I really need to get back to my marking so I should try and wind up here (there's no point me sitting in my office doing stuff I could be doing at home). But I think (b) and (c) are incompatible, aren't they? Let's consider projective 2-space over the complexes. Arithmetic geometers would have the Zariski topology, and a generic point for each curve such as $x^n+y^n=z^n$. However if you want the usual topology, then you can now restrict to affine 2-space in projective 2-space, and now you have a whole bunch of closed sets like the graph of $x^n+y^n=1$ which have a generic point because they are defined by equations which happen to be polynomials. and also a whole bunch of closed sets like the graph of $y=e^x$ which have no generic point because they are truly analytic subspaces. So now one can do things like restrict to small open balls and get closed subsets with generic points such as the zeros of $y=\sum_{n=0}^Mx^n/n!$ whose limits as $M\to\infty$ are closed subsets with no generic point. Generic points are an algebro-geometric phenomenon which surely only work with algebro-geometric topologies such as the Zariski topology. Or am I wrong?

Kevin Buzzard (May 19 2019 at 09:33):

If you're interested in the Hodge conjecture then I guess one might want to keep in mind the fact that this was made in the 1930s, when the concept of a generic point was something completely different. For the Hodge conjecture I think the natural structure you want for projective $n$-space is that of a complex manifold, so now I have to bow out and defer to the people currently working on manifolds. It seems to me that, just like in the schemes project, when the manifold project has finished with its definitions and needs examples, projective $n$-space will be one of the first things it goes for. We have spectrum of a ring but I think we need projective $n$-space in the arithmetic geometry sense (over any commutative ring, with Zariski topology) to prove that we got the right definition of scheme. Of course this does not stop you from defining the set and putting a topology on it, but there will be work involved with the topology. You will want to cover projective $n$-space with $n+1$ copies of affine $n$-space, identify affine $n$-space with $\mathbb{C}^n$ with its usual product topology, and then you'll have to check that the topologies glue together. This would be the "correct" way to do it I guess. There might be cheap tricks which get you to the goal sooner. It all goes back to the question of why you want it.

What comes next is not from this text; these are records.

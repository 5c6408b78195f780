//! Distributed point-set scene training over a 2-D worker grid.
//!
//! Workers are arranged as data-parallel rows and model-parallel columns.
//! Each model-parallel group shares the per-view rendering work through
//! adaptive tile partitions, while data-parallel replicas split the view
//! batch and average gradients. The crate provides the worker grid and
//! collectives, the scene storage with dynamic growth and redistribution,
//! the adaptive division strategies, and the training loop that ties them
//! together.

pub mod distributed;
pub mod scene;
pub mod strategy;
pub mod training;
pub mod utils;

pub use distributed::{GridShape, WorkerContext};
pub use training::Trainer;
pub use utils::{Config, Result, SplatGridError};
//! The distributed point set.
//!
//! `points` holds each worker's owned slice with its optimizer state,
//! `replicate` assembles the full scene every iteration needs for
//! rendering, `redistribute` keeps the slices balanced, and `views` is the
//! synthetic camera set and its agreed batch sampler.

pub mod points;
pub mod redistribute;
pub mod replicate;
pub mod views;

pub use points::{PointAttributes, PointStore, PAD_ID};
pub use redistribute::{plan_moves, target_count, Move, RedistributionController};
pub use replicate::ReplicatedScene;
pub use views::{View, ViewSet};
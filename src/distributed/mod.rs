//! Distributed coordination infrastructure.
//!
//! Workers form a 2-D grid (data-parallel rows × model-parallel columns) and
//! communicate only through blocking collectives. Calls are matched by order,
//! not tags: the Nth collective issued by each member of a group must be the
//! same logical step on every member, so any branch that gates a collective
//! must be decided from values all members already agree on (iteration
//! counter, static configuration, or an earlier reduced result).

use candle_core::{Device, Tensor};

use crate::utils::error::{Result, SplatGridError};
use std::sync::Arc;

/// Blocking collective contract shared by all backends.
///
/// Implementations include:
/// - `LocalComm`: in-process thread rendezvous, used by tests and the
///   single-process launcher
///
/// Every operation suspends the caller until all group members have issued
/// the matching call, and requires identical shape/dtype across members.
pub trait Collective: Send + Sync {
    /// Rank of this worker within the group
    fn rank(&self) -> usize;

    /// Number of workers in the group
    fn world_size(&self) -> usize;

    /// Sum the tensor across all members; every member receives the total.
    fn all_reduce(&self, tensor: &Tensor) -> Result<Tensor>;

    /// Gather tensors from all members, concatenated along dim 0 in rank order.
    fn all_gather(&self, tensor: &Tensor) -> Result<Tensor>;

    /// Send the root member's tensor to every member.
    fn broadcast(&self, tensor: &Tensor, root: usize) -> Result<Tensor>;

    /// Block until every member has arrived.
    fn barrier(&self) -> Result<()> {
        let probe = Tensor::zeros(1, candle_core::DType::F32, &Device::Cpu)?;
        self.all_reduce(&probe)?;
        Ok(())
    }

    /// Point-to-point send to another member of this group.
    fn send(&self, tensor: &Tensor, dst: usize) -> Result<()> {
        let _ = (tensor, dst);
        Err(SplatGridError::Collective(
            "send not implemented for this backend".to_string(),
        ))
    }

    /// Point-to-point receive from another member of this group.
    ///
    /// Messages from one sender arrive in send order.
    fn recv(&self, src: usize) -> Result<Tensor> {
        let _ = src;
        Err(SplatGridError::Collective(
            "recv not implemented for this backend".to_string(),
        ))
    }

    /// Create a scoped subgroup from ranks of this group.
    ///
    /// Every listed member must call this with the identical rank list; the
    /// returned handle numbers members by their position in the list.
    fn new_group(&self, ranks: &[usize]) -> Result<Arc<dyn Collective>>;
}

pub mod backend;
pub mod grad_sync;
pub mod groups;
pub mod memory_guard;

// Re-export commonly used items
pub use backend::LocalComm;
pub use grad_sync::GradientSyncEngine;
pub use groups::{CommGroup, GridShape, WorkerContext};
pub use memory_guard::MemoryGuard;

/// Mean-reduce a scalar across the group.
pub fn all_reduce_scalar(value: f64, comm: &dyn Collective) -> Result<f64> {
    if comm.world_size() == 1 {
        return Ok(value);
    }

    let tensor = Tensor::new(&[value as f32], &Device::Cpu)?;
    let reduced = comm.all_reduce(&tensor)?;
    let result = reduced.to_vec1::<f32>()?[0] as f64;
    Ok(result / comm.world_size() as f64)
}

/// Sum one scalar per rank across the group, no averaging.
pub fn all_reduce_scalar_sum(value: f64, comm: &dyn Collective) -> Result<f64> {
    if comm.world_size() == 1 {
        return Ok(value);
    }

    let tensor = Tensor::new(&[value as f32], &Device::Cpu)?;
    let reduced = comm.all_reduce(&tensor)?;
    Ok(reduced.to_vec1::<f32>()?[0] as f64)
}

/// Exchange one integer count per rank, in rank order.
///
/// Counts ride as i64 so they stay exact; the f32 scalar helpers are not
/// safe for bookkeeping that conservation checks depend on.
pub fn all_gather_counts(count: usize, comm: &dyn Collective) -> Result<Vec<usize>> {
    if comm.world_size() == 1 {
        return Ok(vec![count]);
    }

    let tensor = Tensor::new(&[count as i64], &Device::Cpu)?;
    let gathered = comm.all_gather(&tensor)?;
    gathered
        .to_vec1::<i64>()?
        .into_iter()
        .map(|v| {
            usize::try_from(v).map_err(|_| {
                SplatGridError::Collective(format!("gathered count {} is not a valid size", v))
            })
        })
        .collect()
}

/// Gather one scalar per member, ordered by group rank.
///
/// Used for per-worker render times and peak-memory readings, where every
/// member needs the full per-rank vector rather than a reduction.
pub fn all_gather_scalars(value: f64, comm: &dyn Collective) -> Result<Vec<f64>> {
    if comm.world_size() == 1 {
        return Ok(vec![value]);
    }

    let tensor = Tensor::new(&[value as f32], &Device::Cpu)?;
    let gathered = comm.all_gather(&tensor)?;
    Ok(gathered
        .to_vec1::<f32>()?
        .into_iter()
        .map(|v| v as f64)
        .collect())
}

If you spend hours making it like this, it doesn't mean you'll be able to do the next thing you want from it.

Johan Commelin (May 19 2019 at 10:39):

Tangent: Didn't Grothendieck teach us that points of projective space are the 1-dimensional quotients of a vector space, instead of the lines in it?

Johan Commelin (May 19 2019 at 10:39):

So we also have to choose between the space and its dual.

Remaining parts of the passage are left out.